En la libertad de abortar, la palabra clave sigue siendo libertad. De ahí que la andanada contra la interrupción del embarazo a cargo del Supremo estadounidense, que no es un Tribunal Constitucional porque solo atiende a casos concretos, deba inscribirse en la cruzada vigente contra la autonomía individual. Centrada en este caso en atentar contra los derechos de las mujeres. Aunque entre los nueve magistrados intocables figura una antiabortista militante, Amy Coney Barrett, el pronunciamiento ultraderechista de la mayoría correspondía al inevitable Samuel Alito, un hijo judicial de George Bush caracterizado por sus posiciones extremas.

Los jueces del Supremo no aplican una agenda política, sino que ejecutan una voluntad trascendental. De ahí que la demócrata Nancy Pelosi, presidenta del Congreso por 18 veces, haya calificado al tribunal de «amenaza para Estados Unidos y para la democracia». La clave de la valoración consiste en exceder los confines del aborto. Ya hay zonas donde se pena con cárcel a la persona que transporte en su vehículo hasta la clínica a la mujer que se dispone a abortar, pero el principio es el mismo por el que se pretende encarcelar de por vida a Julian Assange, y no precisamente mediante el subterfugio de que mantenía relaciones sexuales sin preservativo.

Los estadounidenses presumen de su carta de Derechos o Bill of Rights. En ella se determinan con orgullo «los poderes del pueblo», que son todos excepto los estrictamente reservados al Gobierno. Pronto no quedará ninguno, aunque la racha en curso obliga a detenerse en el triplete reciente del Supremo estadounidense. Se limita el derecho a la vida de quienes prefieran no cargar con un rifle de asalto, se atenta contra el derecho de la mujer a disponer de su cuerpo, y se atacan las doctrinas científicas dominantes sobre el cambio climático. Todo ello, en el país que presume de faro de las libertades.

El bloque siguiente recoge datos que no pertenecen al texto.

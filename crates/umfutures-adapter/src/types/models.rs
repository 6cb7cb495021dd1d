/*
[INPUT]:  API schema definitions and serde requirements
[OUTPUT]: Typed Rust structs with serialization support
[POS]:    Data layer - type definitions for API communication
[UPDATE]: When API schema changes or new types added
*/

use rust_decimal::Decimal;
use serde::{Deserialize, Serialize};

use super::enums::PositionSide;

/// Per-symbol trading constraints distilled from the venue's exchange-info
/// filters. Immutable after load.
#[derive(Debug, Clone, PartialEq, Serialize, Deserialize)]
pub struct SymbolRule {
    pub symbol: String,
    pub quantity_precision: u32,
    pub price_precision: u32,
    #[serde(with = "rust_decimal::serde::str")]
    pub min_qty: Decimal,
    #[serde(with = "rust_decimal::serde::str")]
    pub max_qty: Decimal,
    #[serde(with = "rust_decimal::serde::str")]
    pub step_size: Decimal,
    #[serde(with = "rust_decimal::serde::str")]
    pub tick_size: Decimal,
    #[serde(with = "rust_decimal::serde::str")]
    pub min_notional: Decimal,
}

/// One entry of a symbol's `filters` array in the exchange-info blob.
/// Only the filter types the rule table consumes are modelled; everything
/// else falls into `Other`.
#[derive(Debug, Clone, PartialEq, Serialize, Deserialize)]
#[serde(tag = "filterType")]
pub enum SymbolFilter {
    #[serde(rename = "LOT_SIZE")]
    LotSize {
        #[serde(rename = "minQty", with = "rust_decimal::serde::str")]
        min_qty: Decimal,
        #[serde(rename = "maxQty", with = "rust_decimal::serde::str")]
        max_qty: Decimal,
        #[serde(rename = "stepSize", with = "rust_decimal::serde::str")]
        step_size: Decimal,
    },
    #[serde(rename = "PRICE_FILTER")]
    PriceFilter {
        #[serde(rename = "tickSize", with = "rust_decimal::serde::str")]
        tick_size: Decimal,
    },
    #[serde(rename = "MIN_NOTIONAL")]
    MinNotional {
        #[serde(rename = "notional", with = "rust_decimal::serde::str")]
        notional: Decimal,
    },
    #[serde(other)]
    Other,
}

#[derive(Debug, Clone, PartialEq, Serialize, Deserialize)]
pub struct ExchangeSymbol {
    pub symbol: String,
    #[serde(rename = "quantityPrecision")]
    pub quantity_precision: u32,
    #[serde(rename = "pricePrecision")]
    pub price_precision: u32,
    #[serde(default)]
    pub filters: Vec<SymbolFilter>,
}

/// The exchange-info blob as fetched (and cached to disk) at startup.
#[derive(Debug, Clone, PartialEq, Serialize, Deserialize)]
pub struct ExchangeInfo {
    pub symbols: Vec<ExchangeSymbol>,
}

impl ExchangeSymbol {
    /// Collapse the filter array into a flat rule. Returns `None` when the
    /// mandatory LOT_SIZE or PRICE_FILTER entries are missing.
    pub fn to_rule(&self) -> Option<SymbolRule> {
        let mut min_qty = None;
        let mut max_qty = None;
        let mut step_size = None;
        let mut tick_size = None;
        let mut min_notional = Decimal::ZERO;

        for filter in &self.filters {
            match filter {
                SymbolFilter::LotSize {
                    min_qty: min,
                    max_qty: max,
                    step_size: step,
                } => {
                    min_qty = Some(*min);
                    max_qty = Some(*max);
                    step_size = Some(*step);
                }
                SymbolFilter::PriceFilter { tick_size: tick } => {
                    tick_size = Some(*tick);
                }
                SymbolFilter::MinNotional { notional } => {
                    min_notional = *notional;
                }
                SymbolFilter::Other => {}
            }
        }

        Some(SymbolRule {
            symbol: self.symbol.clone(),
            quantity_precision: self.quantity_precision,
            price_precision: self.price_precision,
            min_qty: min_qty?,
            max_qty: max_qty?,
            step_size: step_size?,
            tick_size: tick_size?,
            min_notional,
        })
    }
}

/// A single position row from an account snapshot or incremental update.
/// Quantities are decimal strings on the wire.
#[derive(Debug, Clone, PartialEq, Serialize, Deserialize)]
pub struct AccountPosition {
    pub symbol: String,
    #[serde(rename = "positionSide")]
    pub position_side: PositionSide,
    #[serde(rename = "positionAmt", with = "rust_decimal::serde::str")]
    pub position_amount: Decimal,
    #[serde(rename = "entryPrice", default, with = "rust_decimal::serde::str")]
    pub entry_price: Decimal,
    #[serde(rename = "unRealizedProfit", default, with = "rust_decimal::serde::str")]
    pub unrealized_pnl: Decimal,
}

/// Best bid/ask extracted from a depth update (level 0 only).
#[derive(Debug, Clone, PartialEq, Serialize, Deserialize)]
pub struct BookTop {
    pub symbol: String,
    #[serde(with = "rust_decimal::serde::str")]
    pub bid_price: Decimal,
    #[serde(with = "rust_decimal::serde::str")]
    pub ask_price: Decimal,
    #[serde(with = "rust_decimal::serde::str")]
    pub bid_qty: Decimal,
    #[serde(with = "rust_decimal::serde::str")]
    pub ask_qty: Decimal,
}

El Supremo genera intimidades sospechosas. La magistrada Ruth Bader Ginsburg o RBG como se la conocía popularmente, adquirió notoriedad incluso en España durante los años previos a su fallecimiento, gracias a una película de Hollywood y a un documental sobre su inspiradora biografía. Nadie negará la contundencia de sus postulados feministas o antirracistas, ni el coraje al expresarlos. Le pertenece la frase de que «no pido ningún privilegio para nuestro sexo, solo pido a los varones que nos quiten el pie del cuello». Sin embargo, el roce en el seno del Tribunal contribuía a cimentar familiaridades paradójicas.

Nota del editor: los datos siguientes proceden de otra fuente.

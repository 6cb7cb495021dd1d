/*
[INPUT]:  Depth-stream events (level 0 only)
[OUTPUT]: Latest best bid/ask per symbol with an update timestamp
[POS]:    Data layer - market data cache (no trading logic)
[UPDATE]: When staleness policy or depth handling changes
*/

use std::collections::HashMap;
use std::sync::Mutex;
use std::time::{Duration, Instant};

use rust_decimal::Decimal;

use umfutures_adapter::BookTop;

#[derive(Debug, Clone)]
struct Entry {
    top: BookTop,
    updated_at: Instant,
}

/// Per-symbol top-of-book cache fed from depth callbacks. Staleness is a
/// caller decision; the cache only records when an entry last changed.
#[derive(Debug, Default)]
pub struct TopOfBook {
    entries: Mutex<HashMap<String, Entry>>,
}

impl TopOfBook {
    pub fn new() -> Self {
        Self::default()
    }

    pub fn update(&self, top: BookTop) {
        let mut entries = self.entries.lock().expect("book lock");
        entries.insert(
            top.symbol.clone(),
            Entry {
                top,
                updated_at: Instant::now(),
            },
        );
    }

    pub fn get(&self, symbol: &str) -> Option<BookTop> {
        let entries = self.entries.lock().expect("book lock");
        entries.get(symbol).map(|entry| entry.top.clone())
    }

    /// A book with both sides priced; missing or one-sided books are
    /// unusable for planning.
    pub fn get_priced(&self, symbol: &str) -> Option<BookTop> {
        self.get(symbol).filter(|top| {
            top.bid_price > Decimal::ZERO && top.ask_price > Decimal::ZERO
        })
    }

    pub fn is_stale(&self, symbol: &str, max_age: Duration) -> bool {
        let entries = self.entries.lock().expect("book lock");
        match entries.get(symbol) {
            Some(entry) => entry.updated_at.elapsed() > max_age,
            None => true,
        }
    }
}
/*
[INPUT]:  Type submodules
[OUTPUT]: Public type exports
[POS]:    Data layer - module wiring
[UPDATE]: When adding new type modules
*/

pub mod enums;
pub mod models;
pub mod requests;
pub mod responses;

pub use enums::*;
pub use models::*;
pub use requests::*;
pub use responses::*;
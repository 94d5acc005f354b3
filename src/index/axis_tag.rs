//! Per-axis decomposition flags.

use serde::{Deserialize, Serialize};

/// Whether an axis takes part in domain decomposition.
#[derive(Copy, Clone, Debug, PartialEq, Eq, Hash, Default, Serialize, Deserialize)]
#[serde(rename_all = "lowercase")]
pub enum AxisTag {
    /// The axis may be split between vnodes.
    #[default]
    Parallel,
    /// The axis is never split; every vnode spans it completely.
    Serial,
}

impl AxisTag {
    #[inline]
    pub fn is_parallel(self) -> bool {
        matches!(self, AxisTag::Parallel)
    }
}

/// Number of parallel axes in `tags`.
pub fn parallel_count(tags: &[AxisTag]) -> usize {
    tags.iter().filter(|t| t.is_parallel()).count()
}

El gran amigo de Ginsburg en el Supremo era el ultraderechista Antonin Scalia, hijo judicial de Ronald Reagan y su principal rival en los pronunciamientos jurídicos. Incluso se les dedicó una ópera titulada con los apellidos de ambos, que los encierra en una habitación hasta que alcancen un acuerdo. Esta atmósfera de club selecto entre rivales intelectuales siembra hoy dudas sobre el funcionamiento de la corte. La dictadura de nueve jueces inamovibles no es menos inclemente que la opresión a cargo de un solo tirano.

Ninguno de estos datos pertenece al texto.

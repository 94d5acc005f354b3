//! `DomainMap`: remote vnodes indexed by the region they cover.
//!
//! The map is a lazily built bisection tree over its root region. Each
//! node splits its region in half along the longest axis; an entry is
//! stored at the deepest node whose region still contains its (guarded)
//! domain. `touch` only descends into nodes whose region intersects the
//! query, so neighbour lookups during halo exchange stay cheap.
//!
//! Entries inserted with `no_split` (degenerate domains of at most one
//! point) are kept at the root and never pushed into the tree, because
//! bisecting around them is not meaningful.

use crate::index::IndexRange;
use crate::layout::vnode::VnodeRef;

/// Stop subdividing nodes whose region has fewer points than this.
const MIN_NODE_SIZE: usize = 4;

/// One stored vnode.
#[derive(Clone, Debug)]
pub struct DomainEntry<const D: usize> {
    /// Domain without guard cells.
    pub base: IndexRange<D>,
    /// Domain with the map's guard cells added; what `touch` tests against.
    pub guarded: IndexRange<D>,
    pub vnode: VnodeRef<D>,
    pub no_split: bool,
}

#[derive(Clone, Debug)]
struct Node<const D: usize> {
    region: IndexRange<D>,
    entries: Vec<DomainEntry<D>>,
    children: Option<Box<[Node<D>; 2]>>,
}

impl<const D: usize> Node<D> {
    fn new(region: IndexRange<D>) -> Self {
        Self {
            region,
            entries: Vec::new(),
            children: None,
        }
    }

    fn split_axis(&self) -> Option<usize> {
        if self.region.size() < MIN_NODE_SIZE {
            return None;
        }
        let lengths = self.region.lengths();
        let mut best = None;
        let mut lmax = 1;
        for (d, &len) in lengths.iter().enumerate() {
            if len > lmax {
                lmax = len;
                best = Some(d);
            }
        }
        best
    }

    fn insert(&mut self, entry: DomainEntry<D>) {
        if let Some(axis) = self.split_axis() {
            let children = self.children.get_or_insert_with(|| {
                let (l, r) = self.region.split_half(axis);
                Box::new([Node::new(l), Node::new(r)])
            });
            for child in children.iter_mut() {
                if child.region.contains(&entry.guarded) && !entry.guarded.is_empty() {
                    child.insert(entry);
                    return;
                }
            }
        }
        self.entries.push(entry);
    }

    fn touch<'a>(&'a self, query: &IndexRange<D>, out: &mut Vec<&'a DomainEntry<D>>) {
        out.extend(self.entries.iter().filter(|e| e.guarded.touches(query)));
        if let Some(children) = &self.children {
            for child in children.iter() {
                if child.region.touches(query) {
                    child.touch(query, out);
                }
            }
        }
    }

    fn collect<'a>(&'a self, out: &mut Vec<&'a DomainEntry<D>>) {
        out.extend(self.entries.iter());
        if let Some(children) = &self.children {
            for child in children.iter() {
                child.collect(out);
            }
        }
    }
}

/// Bisection-tree map of remote vnodes for one guard-cell width.
#[derive(Clone, Debug)]
pub struct DomainMap<const D: usize> {
    root: Node<D>,
    len: usize,
}

impl<const D: usize> DomainMap<D> {
    /// Empty map over `region`. Entries outside the region are still
    /// accepted; they stay at the root.
    pub fn new(region: IndexRange<D>) -> Self {
        Self {
            root: Node::new(region),
            len: 0,
        }
    }

    pub fn region(&self) -> &IndexRange<D> {
        &self.root.region
    }

    pub fn len(&self) -> usize {
        self.len
    }

    pub fn is_empty(&self) -> bool {
        self.len == 0
    }

    /// Store `vnode` under its `base` domain and `guarded` extent.
    pub fn insert(
        &mut self,
        base: IndexRange<D>,
        guarded: IndexRange<D>,
        vnode: VnodeRef<D>,
        no_split: bool,
    ) {
        let entry = DomainEntry {
            base,
            guarded,
            vnode,
            no_split,
        };
        if no_split {
            self.root.entries.push(entry);
        } else {
            self.root.insert(entry);
        }
        self.len += 1;
    }

    /// Entries whose guarded domain intersects `query`.
    pub fn touch(&self, query: &IndexRange<D>) -> Vec<&DomainEntry<D>> {
        let mut out = Vec::new();
        self.root.touch(query, &mut out);
        out
    }

    /// All entries, ordered by base domain.
    pub fn entries(&self) -> Vec<&DomainEntry<D>> {
        let mut out = Vec::with_capacity(self.len);
        self.root.collect(&mut out);
        out.sort_by(|a, b| a.base.cmp(&b.base).then(a.vnode.vnode().cmp(&b.vnode.vnode())));
        out
    }

    /// Look up the vnode stored under exactly `base`.
    pub fn get(&self, base: &IndexRange<D>) -> Option<&VnodeRef<D>> {
        self.root_entries_for(base)
            .into_iter()
            .find(|e| e.base == *base)
            .map(|e| &e.vnode)
    }

    /// Entries that were inserted with the `no_split` flag.
    pub fn no_split_entries(&self) -> impl Iterator<Item = &DomainEntry<D>> {
        self.root.entries.iter().filter(|e| e.no_split)
    }

    fn root_entries_for(&self, base: &IndexRange<D>) -> Vec<&DomainEntry<D>> {
        if base.is_empty() {
            let mut all = Vec::new();
            self.root.collect(&mut all);
            return all;
        }
        self.touch(base)
    }
}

Más de un periodista español se ha librado de la cárcel, gracias a las emanaciones trasatlánticas de la célebre sentencia contra un sheriff que se consideró difamado por el New York Times. El Supremo sentenció contra el funcionario que «la discusión pública es una obligación política y debe ser desinhibida, robusta y completamente abierta, y puede muy bien incluir ataques vehementes, cáusticos y a veces desagradablemente afilados contra el Gobierno y los funcionarios públicos». Cuesta anudar este pronunciamiento con el tribunal que ahora cercena las libertades, también con una irradiación planetaria de sus pretensiones inquisitoriales.

La clave más pertinente para explicar el contraste se halla en el calendario. La sentencia citada se remonta a 1964, y la brújula ha girado apreciablemente en los últimos años. Las verdades irrefutables también son conquistas perecederas, y las libertades están siendo asfixiadas por los confinamientos, siempre con la excusa de una buena causa.